また、 “支援”を行う「国際社会」、端的には国連について、著者は「高級な会員制クラブ」に例えていて、そのブラックジョークのような描写はたまらなく痛快でした。
反面、いったん、入会すると基本的に終身会員なので、あとは破産しようが犯罪を犯そうが、退会させられることはめったにない。旧ソマリアのように、すでに会員本人が意識不明に陥り二十年近く経ってもそれを認めず、莫大なカネをつぎ込んで蘇生させようとしている。(p529より)
本当はいろんな形があって良い、“国”や“民主主義”
私には、「近代化(=西欧化)」「資本主義」「民主主義」など、当たり前に良いこととされているけど本当だろうか?ちゃんと自分なりに理解して納得したい!という思いが高校生くらいからずっとありました。
中東に興味を持ったのも、今の世界の基盤となる考えを生んだ欧米と、その文化や考え方を受け入れてきた日本に対して、中東は全く違う「第三軸」としてテロなどで“欧米に抗っている”ように見えたから。
そんな私としては、ソマリ社会の
- 無政府状態でも、学校や病院は氏族ごとに運営される“氏営”で事足りている(p385〜)
- 国という体制や政府ありきで決まっていく“上からの民主主義”でなく、氏族同士の契約や町と町という関係から組み上がっていく「下からの民主主義」(p487)
というあり方は、とても刺激的で、「これこそあるべき姿じゃないか」と思わされました。
中東の情勢などを見ていると、「強いリーダーが押さえつける形でしか、社会が保てないのではないだろうか」「中東に民主主義は合うんだろうか」とも思うのですが、実はソマリのように、いろんな形の「自治」「民主主義」がある。それを、欧米をはじめ「国際社会」が認めないだけなのではないかと思いました。一方で日本も、いまいち“日本流の民主主義”を作れてないのではないかとも思います。
説明的でも抽象的でもなく、著者と一緒に現地の人や文化に触れて驚いたり面白がったりできるのは、ノンフィクションならでは。よりその地を、そこに住む人を、具体的に頭の中で想像することができて、身近にも感じられます。

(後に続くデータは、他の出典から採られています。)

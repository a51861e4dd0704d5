use std::time::Instant;

use chrono::Utc;

use crate::messaging::destinations::{
    mark_as_read_address, send_address, typing_address, Channel,
};
use crate::messaging::payload::{InboundPayload, MessageType, OutgoingMessage, EMPTY_SIGNAL};
use crate::messaging::schedule::{ReconnectPolicy, TypingDebounce};
use crate::messaging::stomp::{BusConnector, BusMessage, BusSession, HandshakeRequest};
#[cfg(not(feature = "coverage"))]
use crate::messaging::stomp::{tcp_connect, tls_connect, SocketBusConnector};
use crate::messaging::subscriptions::SubscriptionSet;
use crate::messaging::{ClientEvent, MessagingConfig, NoopBusConnector};
use crate::transport::errors::TransportError;
use crate::transport::types::{ConnState, ConversationId};

pub const NOT_CONNECTED: &str = "Not connected to the message bus";

/// Chat client bound to one bus connection and at most one active conversation.
pub struct MessagingClient {
    config: MessagingConfig,
    conn_state: ConnState,
    events: Vec<ClientEvent>,
    connector: Box<dyn BusConnector>,
    session: Option<Box<dyn BusSession>>,
    subscriptions: SubscriptionSet,
    current_conversation: Option<ConversationId>,
    reconnect: ReconnectPolicy,
    typing: TypingDebounce,
}

impl MessagingClient {
    pub fn new(config: MessagingConfig) -> Self {
        Self::with_connector(config, Box::new(NoopBusConnector))
    }

    #[cfg(not(feature = "coverage"))]
    pub fn new_with_socket(config: MessagingConfig) -> Self {
        let connector: Box<dyn BusConnector> = if config.tls {
            Box::new(SocketBusConnector::new(tls_connect))
        } else {
            Box::new(SocketBusConnector::new(tcp_connect))
        };
        Self::with_connector(config, connector)
    }

    pub fn with_connector(config: MessagingConfig, connector: Box<dyn BusConnector>) -> Self {
        let reconnect = ReconnectPolicy::new(config.reconnect_delay());
        let typing = TypingDebounce::new(config.typing_idle());
        Self {
            config,
            conn_state: ConnState::Disconnected,
            events: Vec::new(),
            connector,
            session: None,
            subscriptions: SubscriptionSet::new(),
            current_conversation: None,
            reconnect,
            typing,
        }
    }

    pub fn config(&self) -> &MessagingConfig {
        &self.config
    }

    pub fn conn_state(&self) -> ConnState {
        self.conn_state
    }

    pub fn is_connected(&self) -> bool {
        self.conn_state.is_connected()
    }

    pub fn take_events(&mut self) -> Vec<ClientEvent> {
        std::mem::take(&mut self.events)
    }

    pub fn current_conversation(&self) -> Option<ConversationId> {
        self.current_conversation
    }

    pub fn subscriptions(&self) -> &SubscriptionSet {
        &self.subscriptions
    }

    pub fn next_reconnect(&self) -> Option<Instant> {
        self.reconnect.next_attempt()
    }

    pub fn is_typing(&self, now: Instant) -> bool {
        self.typing.is_typing(now)
    }

    /// Queues a user-visible error banner.
    pub fn report_error(&mut self, message: impl Into<String>) {
        self.events.push(ClientEvent::Error(message.into()));
    }

    pub fn connect(&mut self, now: Instant) -> Result<(), TransportError> {
        if matches!(self.conn_state, ConnState::Connected | ConnState::Connecting) {
            return Ok(());
        }

        if self.config.host.trim().is_empty() {
            return Err(TransportError::InvalidConfig("host is required".to_string()));
        }
        if self.config.login.trim().is_empty() {
            return Err(TransportError::InvalidConfig("login is required".to_string()));
        }

        self.set_conn_state(ConnState::Connecting);
        let request = HandshakeRequest {
            host: self.config.host.clone(),
            port: self.config.port,
            virtual_host: self.config.virtual_host().to_string(),
            login: self.config.login.clone(),
            passcode: self.config.passcode.clone(),
        };
        let handshake = match self.connector.handshake(request) {
            Ok(handshake) => handshake,
            Err(error) => {
                self.connection_lost(now, &error);
                return Err(error);
            }
        };
        log::info!(
            "connected to {}:{} (protocol {})",
            self.config.host,
            self.config.port,
            handshake.server_version.as_deref().unwrap_or("unknown")
        );
        self.session = Some(handshake.session);
        self.reconnect.reset();
        self.set_conn_state(ConnState::Connected);

        if let Err(error) = self.subscribe_initial() {
            self.connection_lost(now, &error);
            return Err(error);
        }
        Ok(())
    }

    pub fn disconnect(&mut self) {
        if let Some(mut session) = self.session.take() {
            if let Err(error) = session.disconnect() {
                log::warn!("disconnect failed: {error}");
            }
        }
        self.subscriptions.clear();
        self.reconnect.cancel();
        self.typing.reset();
        self.current_conversation = None;
        if self.conn_state != ConnState::Disconnected {
            self.set_conn_state(ConnState::Disconnected);
        }
    }

    /// Makes `conversation` the active one, dropping every channel of the previous one first.
    pub fn subscribe_to_conversation(
        &mut self,
        conversation: ConversationId,
    ) -> Result<(), TransportError> {
        if !self.is_connected() {
            return Err(TransportError::Disconnected);
        }
        if self.current_conversation == Some(conversation) {
            return Ok(());
        }

        if let Some(previous) = self.current_conversation.take() {
            let session = self.session.as_mut().ok_or(TransportError::Disconnected)?;
            for id in self.subscriptions.remove_conversation(previous) {
                session.unsubscribe(&id)?;
            }
            log::debug!("left conversation {previous}");
        }

        self.current_conversation = Some(conversation);
        for channel in Channel::for_conversation(conversation) {
            self.subscribe_channel(channel)?;
        }
        log::debug!("joined conversation {conversation}");
        Ok(())
    }

    pub fn send_message(
        &mut self,
        conversation: ConversationId,
        content: &str,
        message_type: MessageType,
    ) -> Result<(), TransportError> {
        if !self.is_connected() {
            self.report_error(NOT_CONNECTED);
            return Err(TransportError::Disconnected);
        }
        let message = OutgoingMessage::new(conversation, content, message_type, Utc::now());
        self.publish(&send_address(conversation), &message.to_json())
    }

    /// Sends the trimmed draft to the active conversation. Returns false when nothing was sent.
    pub fn send_current(&mut self, draft: &str) -> Result<bool, TransportError> {
        let content = draft.trim();
        let Some(conversation) = self.current_conversation else {
            return Ok(false);
        };
        if content.is_empty() {
            return Ok(false);
        }
        self.send_message(conversation, content, MessageType::Text)?;
        Ok(true)
    }

    pub fn send_typing_indicator(
        &mut self,
        conversation: ConversationId,
    ) -> Result<(), TransportError> {
        if !self.is_connected() {
            return Err(TransportError::Disconnected);
        }
        self.publish(&typing_address(conversation), EMPTY_SIGNAL)
    }

    pub fn mark_as_read(&mut self, conversation: ConversationId) -> Result<(), TransportError> {
        if !self.is_connected() {
            return Err(TransportError::Disconnected);
        }
        self.publish(&mark_as_read_address(conversation), EMPTY_SIGNAL)
    }

    /// Records a keystroke in the draft. Returns true when a typing indicator went out.
    pub fn on_input(&mut self, now: Instant) -> Result<bool, TransportError> {
        let Some(conversation) = self.current_conversation else {
            return Ok(false);
        };
        if !self.typing.keystroke(now) {
            return Ok(false);
        }
        self.send_typing_indicator(conversation)?;
        Ok(true)
    }

    /// Advances timers: clears the typing flag and performs a due reconnect.
    pub fn tick(&mut self, now: Instant) {
        self.typing.expire(now);
        let idle = matches!(self.conn_state, ConnState::Disconnected | ConnState::Error);
        if idle && self.reconnect.take_due(now) {
            log::info!("reconnect attempt {}", self.reconnect.attempts());
            if let Err(error) = self.connect(now) {
                log::debug!("reconnect failed: {error}");
            }
        }
    }

    /// Drains every inbound message currently available. Returns how many were handled.
    pub fn poll(&mut self, now: Instant) -> Result<usize, TransportError> {
        let mut handled = 0;
        loop {
            let Some(session) = self.session.as_mut() else {
                return Ok(handled);
            };
            let message = match session.next_message() {
                Ok(Some(message)) => message,
                Ok(None) => return Ok(handled),
                Err(error) => {
                    self.connection_lost(now, &error);
                    return Err(error);
                }
            };
            handled += 1;
            self.dispatch(message, now)?;
        }
    }

    fn dispatch(&mut self, message: BusMessage, now: Instant) -> Result<(), TransportError> {
        match message {
            BusMessage::Message {
                subscription,
                destination,
                body,
            } => {
                let Some(channel) = self.subscriptions.channel(&subscription) else {
                    log::debug!("dropping message for inactive {subscription} ({destination})");
                    return Ok(());
                };
                let payload = InboundPayload::decode(channel.kind(), &body)?;
                self.apply_payload(payload);
            }
            BusMessage::Receipt { receipt_id } => {
                log::debug!("receipt {receipt_id}");
            }
            BusMessage::Error { message, body } => {
                log::warn!("server error: {message} {body}");
                self.report_error(message.clone());
                self.enter_retry(now, &TransportError::Protocol(message), ConnState::Error);
            }
        }
        Ok(())
    }

    fn apply_payload(&mut self, payload: InboundPayload) {
        let event = match payload {
            InboundPayload::Error(notice) => ClientEvent::Error(notice.error),
            InboundPayload::Notification(notification) => {
                ClientEvent::Notification(notification.text().to_string())
            }
            InboundPayload::Message(message) => ClientEvent::Message(message),
            InboundPayload::ConversationNotification(message) => {
                ClientEvent::ConversationNotification(message)
            }
            InboundPayload::Typing(notice) => {
                if !notice.typing {
                    return;
                }
                ClientEvent::Typing(notice)
            }
            InboundPayload::ReadReceipt(receipt) => {
                log::info!(
                    "conversation {} read by user {}",
                    receipt.conversation_id,
                    receipt.read_by_user_id
                );
                ClientEvent::ReadReceipt(receipt)
            }
        };
        self.events.push(event);
    }

    fn subscribe_initial(&mut self) -> Result<(), TransportError> {
        for channel in Channel::user_scoped() {
            self.subscribe_channel(channel)?;
        }
        if let Some(conversation) = self.current_conversation {
            for channel in Channel::for_conversation(conversation) {
                self.subscribe_channel(channel)?;
            }
        }
        Ok(())
    }

    fn subscribe_channel(&mut self, channel: Channel) -> Result<(), TransportError> {
        let session = self.session.as_mut().ok_or(TransportError::Disconnected)?;
        let id = self.subscriptions.register(channel);
        session.subscribe(&id, &channel.destination())
    }

    fn publish(&mut self, destination: &str, body: &str) -> Result<(), TransportError> {
        let session = self.session.as_mut().ok_or(TransportError::Disconnected)?;
        log::debug!("publish {destination}");
        session.publish(destination, body)
    }

    fn connection_lost(&mut self, now: Instant, error: &TransportError) {
        self.enter_retry(now, error, ConnState::Disconnected);
    }

    fn enter_retry(&mut self, now: Instant, error: &TransportError, state: ConnState) {
        self.session = None;
        self.subscriptions.clear();
        self.typing.reset();
        self.set_conn_state(state);
        let retry_at = self.reconnect.schedule(now);
        log::warn!(
            "message bus connection failed: {error}; retrying in {:?}",
            retry_at.saturating_duration_since(now)
        );
    }

    fn set_conn_state(&mut self, next: ConnState) {
        self.conn_state = next;
        self.events.push(ClientEvent::ConnectionState(next));
    }
}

そしてこの本は、気軽に読み進められるけれど、展開や深い洞察に驚かされ、引き込まれ連れていかれるような、「頭の中も旅できる旅行記」といった感じでした。
いや〜、面白かった。久々に、「これはすごい」という余韻が残る本と出会いました。
私は、興味関心とも予想外に合致したのでとても面白く読めたけれど、どんな人でも楽しめる作品だと思います。ぜひ一度手にとってみてください。